Now, while there is no requirement that the nominated authors each write an essay about their personal relationship with Mark Twain, I have decided to include one here, just in case the rules change at the last minute and such an essay IS required, and none of the other authors submit one in time and I win by default. (The other authors should understand that this is just a joke, and they should not even bother outlining a prospective essay about their PR with MT. A better use of their time would be responding to those pesky line-edits they’ve been putting off all week.)

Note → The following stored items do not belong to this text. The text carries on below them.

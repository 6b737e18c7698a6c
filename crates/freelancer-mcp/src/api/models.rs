//! Upstream response shapes.
//!
//! The Freelancer API is loose about which fields it returns (they depend on the detail
//! flags a request asks for, and older records are sparse). Every field here is optional
//! and decoded leniently: a field with an unexpected type decodes as `None` instead of
//! failing the whole record, so the normalizer can rely on "absent means `None`".

use serde::de::{DeserializeOwned, Deserializer};
use serde::Deserialize;
use serde_json::{Number, Value};

/// Decode an optional field, mapping type mismatches (and explicit `null`) to `None`.
fn lenient<'de, D, T>(deserializer: D) -> Result<Option<T>, D::Error>
where
    D: Deserializer<'de>,
    T: DeserializeOwned,
{
    let value = Value::deserialize(deserializer)?;
    Ok(T::deserialize(value).ok())
}

/// Decode an optional list, keeping the list even if individual items are malformed.
///
/// Items that are not objects of the expected shape become `T::default()`.
fn lenient_seq<'de, D, T>(deserializer: D) -> Result<Option<Vec<T>>, D::Error>
where
    D: Deserializer<'de>,
    T: DeserializeOwned + Default,
{
    let value = Value::deserialize(deserializer)?;
    let Value::Array(items) = value else {
        return Ok(None);
    };
    Ok(Some(
        items
            .into_iter()
            .map(|item| T::deserialize(item).unwrap_or_default())
            .collect(),
    ))
}

/// Decode a raw upstream record, falling back to the all-`None` shape.
#[must_use]
pub fn decode_record<T: DeserializeOwned + Default>(raw: Value) -> T {
    T::deserialize(raw).unwrap_or_default()
}

/// `{ status, result, message, error_code }` wrapper around every API response.
#[derive(Debug, Clone, Default, Deserialize)]
pub struct ApiEnvelope<T> {
    #[serde(default)]
    pub status: Option<String>,
    #[serde(default)]
    pub result: Option<T>,
    #[serde(default)]
    pub message: Option<String>,
    #[serde(default)]
    pub error_code: Option<String>,
}

/// `result` of `projects/0.1/projects/active/`.
///
/// Records are kept raw so that truncation happens before any per-record decoding.
#[derive(Debug, Clone, Default, Deserialize)]
pub struct ProjectsPage {
    #[serde(default, deserialize_with = "lenient")]
    pub projects: Option<Vec<Value>>,
    #[serde(default, deserialize_with = "lenient")]
    pub total_count: Option<u64>,
}

/// `result` of `users/0.1/users/directory/`.
#[derive(Debug, Clone, Default, Deserialize)]
pub struct UsersPage {
    #[serde(default, deserialize_with = "lenient")]
    pub users: Option<Vec<Value>>,
    #[serde(default, deserialize_with = "lenient")]
    pub total_count: Option<u64>,
}

#[derive(Debug, Clone, Default, PartialEq, Deserialize)]
pub struct Project {
    #[serde(default, deserialize_with = "lenient")]
    pub id: Option<i64>,
    #[serde(default, deserialize_with = "lenient")]
    pub title: Option<String>,
    #[serde(default, deserialize_with = "lenient")]
    pub description: Option<String>,
    #[serde(default, rename = "type", deserialize_with = "lenient")]
    pub kind: Option<String>,
    #[serde(default, deserialize_with = "lenient")]
    pub budget: Option<Budget>,
    #[serde(default, deserialize_with = "lenient")]
    pub owner: Option<Owner>,
    /// Epoch seconds upstream, but older records carry strings.
    #[serde(default, deserialize_with = "lenient")]
    pub time_updated: Option<Value>,
    #[serde(default, deserialize_with = "lenient")]
    pub submitdate: Option<Value>,
    #[serde(default, deserialize_with = "lenient")]
    pub bid_count: Option<i64>,
}

#[derive(Debug, Clone, Default, PartialEq, Deserialize)]
pub struct Budget {
    #[serde(default, deserialize_with = "lenient")]
    pub minimum: Option<Number>,
    #[serde(default, deserialize_with = "lenient")]
    pub maximum: Option<Number>,
    #[serde(default, deserialize_with = "lenient")]
    pub currency: Option<Currency>,
}

#[derive(Debug, Clone, Default, PartialEq, Deserialize)]
pub struct Currency {
    #[serde(default, deserialize_with = "lenient")]
    pub code: Option<String>,
}

#[derive(Debug, Clone, Default, PartialEq, Deserialize)]
pub struct Owner {
    #[serde(default, deserialize_with = "lenient")]
    pub id: Option<i64>,
    #[serde(default, deserialize_with = "lenient")]
    pub username: Option<String>,
    #[serde(default, deserialize_with = "lenient")]
    pub display_name: Option<String>,
}

#[derive(Debug, Clone, Default, PartialEq, Deserialize)]
pub struct User {
    #[serde(default, deserialize_with = "lenient")]
    pub id: Option<i64>,
    #[serde(default, deserialize_with = "lenient")]
    pub username: Option<String>,
    #[serde(default, deserialize_with = "lenient")]
    pub display_name: Option<String>,
    #[serde(default, deserialize_with = "lenient")]
    pub avatar: Option<String>,
    #[serde(default, deserialize_with = "lenient")]
    pub location: Option<Location>,
    /// Flag object upstream; passed through untouched.
    #[serde(default, deserialize_with = "lenient")]
    pub status: Option<Value>,
    #[serde(default, deserialize_with = "lenient")]
    pub reputation: Option<Reputation>,
    #[serde(default, deserialize_with = "lenient")]
    pub hourly_rate: Option<f64>,
    #[serde(default, deserialize_with = "lenient_seq")]
    pub jobs: Option<Vec<Job>>,
}

#[derive(Debug, Clone, Default, PartialEq, Deserialize)]
pub struct Location {
    #[serde(default, deserialize_with = "lenient")]
    pub country: Option<Place>,
    #[serde(default, deserialize_with = "lenient")]
    pub city: Option<Place>,
}

/// A country or city: either `{ "name": ... }` or a bare string.
#[derive(Debug, Clone, PartialEq, Deserialize)]
#[serde(untagged)]
pub enum Place {
    Name(String),
    Named {
        #[serde(default, deserialize_with = "lenient")]
        name: Option<String>,
    },
}

impl Place {
    #[must_use]
    pub fn name(&self) -> Option<&str> {
        match self {
            Self::Name(name) => Some(name),
            Self::Named { name } => name.as_deref(),
        }
    }
}

#[derive(Debug, Clone, Default, PartialEq, Deserialize)]
pub struct Reputation {
    #[serde(default, deserialize_with = "lenient")]
    pub entire_site: Option<SiteReputation>,
    #[serde(default, deserialize_with = "lenient")]
    pub category_ratings: Option<Value>,
}

#[derive(Debug, Clone, Default, PartialEq, Deserialize)]
pub struct SiteReputation {
    #[serde(default, deserialize_with = "lenient")]
    pub rating: Option<f64>,
}

#[derive(Debug, Clone, Default, PartialEq, Deserialize)]
pub struct Job {
    #[serde(default, deserialize_with = "lenient")]
    pub id: Option<i64>,
    #[serde(default, deserialize_with = "lenient")]
    pub name: Option<String>,
}
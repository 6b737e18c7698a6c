//! Error types for the Freelancer MCP server.

use thiserror::Error;

/// Main error type for upstream access and tool dispatch.
///
/// The tool boundary maps these onto result envelopes. Only `InvalidRequest` detail is
/// returned to the caller; everything else is logged.
#[derive(Error, Debug)]
pub enum FreelancerError {
    /// Missing token, or the upstream client could not be constructed.
    #[error("{0}")]
    Authentication(String),

    /// Caller-supplied tool arguments failed validation.
    #[error("Invalid request: {0}")]
    InvalidRequest(String),

    /// Transport-level failure talking to the Freelancer API (connect, timeout, TLS).
    #[error("HTTP error: {0}")]
    Http(String),

    /// The Freelancer API answered, but not with a success envelope.
    #[error("Freelancer API error (status {status}): {message}")]
    Api { status: u16, message: String },

    /// The Freelancer API answered with a body we could not decode at all.
    #[error("Decode error: {0}")]
    Decode(String),
}

/// Result type alias for Freelancer operations.
pub type Result<T> = std::result::Result<T, FreelancerError>;
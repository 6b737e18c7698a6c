//! Lazily-constructed, process-wide Freelancer API session.
//!
//! The handle owns at most one authenticated client. It is built on first use and then
//! reused; there is no refresh or expiry. Construction happens under a lock so concurrent
//! tool calls cannot build two clients.

use crate::api::{FreelancerApi, FreelancerClient};
use crate::config::Settings;
use crate::error::{FreelancerError, Result};
use parking_lot::Mutex;
use std::fmt;
use std::sync::Arc;

/// Builds an authenticated client from the settings and a (non-blank) token.
pub type Connector =
    Box<dyn Fn(&Settings, &str) -> Result<Arc<dyn FreelancerApi>> + Send + Sync + 'static>;

pub struct FreelancerSession {
    settings: Arc<Settings>,
    connector: Connector,
    client: Mutex<Option<Arc<dyn FreelancerApi>>>,
}

impl fmt::Debug for FreelancerSession {
    fn fmt(&self, f: &mut fmt::Formatter<'_>) -> fmt::Result {
        f.debug_struct("FreelancerSession")
            .field("api_url", &self.settings.api_url)
            .field("active", &self.is_active())
            .finish_non_exhaustive()
    }
}

impl FreelancerSession {
    /// Session handle backed by the real HTTP client.
    #[must_use]
    pub fn new(settings: Arc<Settings>) -> Self {
        Self::with_connector(
            settings,
            Box::new(|settings, token| {
                let client =
                    FreelancerClient::new(&settings.api_url, token, settings.request_timeout)?;
                Ok(Arc::new(client) as Arc<dyn FreelancerApi>)
            }),
        )
    }

    /// Session handle with a custom client constructor.
    #[must_use]
    pub fn with_connector(settings: Arc<Settings>, connector: Connector) -> Self {
        Self {
            settings,
            connector,
            client: Mutex::new(None),
        }
    }

    /// Return the current client, constructing it if necessary.
    ///
    /// # Errors
    ///
    /// Returns [`FreelancerError::Authentication`] if no token is configured or the client
    /// cannot be constructed.
    pub fn get(&self) -> Result<Arc<dyn FreelancerApi>> {
        let mut slot = self.client.lock();
        if let Some(client) = slot.as_ref() {
            return Ok(Arc::clone(client));
        }

        let client = self.connect()?;
        *slot = Some(Arc::clone(&client));
        tracing::debug!(api_url = %self.settings.api_url, "freelancer session created");
        Ok(client)
    }

    /// Whether a client has been constructed.
    #[must_use]
    pub fn is_active(&self) -> bool {
        self.client.lock().is_some()
    }

    #[must_use]
    pub fn settings(&self) -> &Settings {
        &self.settings
    }

    fn connect(&self) -> Result<Arc<dyn FreelancerApi>> {
        let Some(token) = self.settings.token() else {
            return Err(FreelancerError::Authentication(
                "OAuth token is required".to_string(),
            ));
        };

        (self.connector)(&self.settings, token)
            .map_err(|e| FreelancerError::Authentication(format!("Failed to create session: {e}")))
    }
}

My fourth-grade class trip was to Mark Twain’s house in Hartford, Connecticut. Our teacher, Evadne Lovett, had been reading Tom Sawyer aloud to us each afternoon and she decided the home of a writer would be a perfect field-trip destination. I don’t know how my fellow ten-year-olds responded (although some of them, upon learning the house was built to resemble a riverboat, ran through its halls shouting “Man overboard!” so I will cautiously say enthusiastically) but for me it was a life-changing trip.

I bought my first adult-level book in the gift shop.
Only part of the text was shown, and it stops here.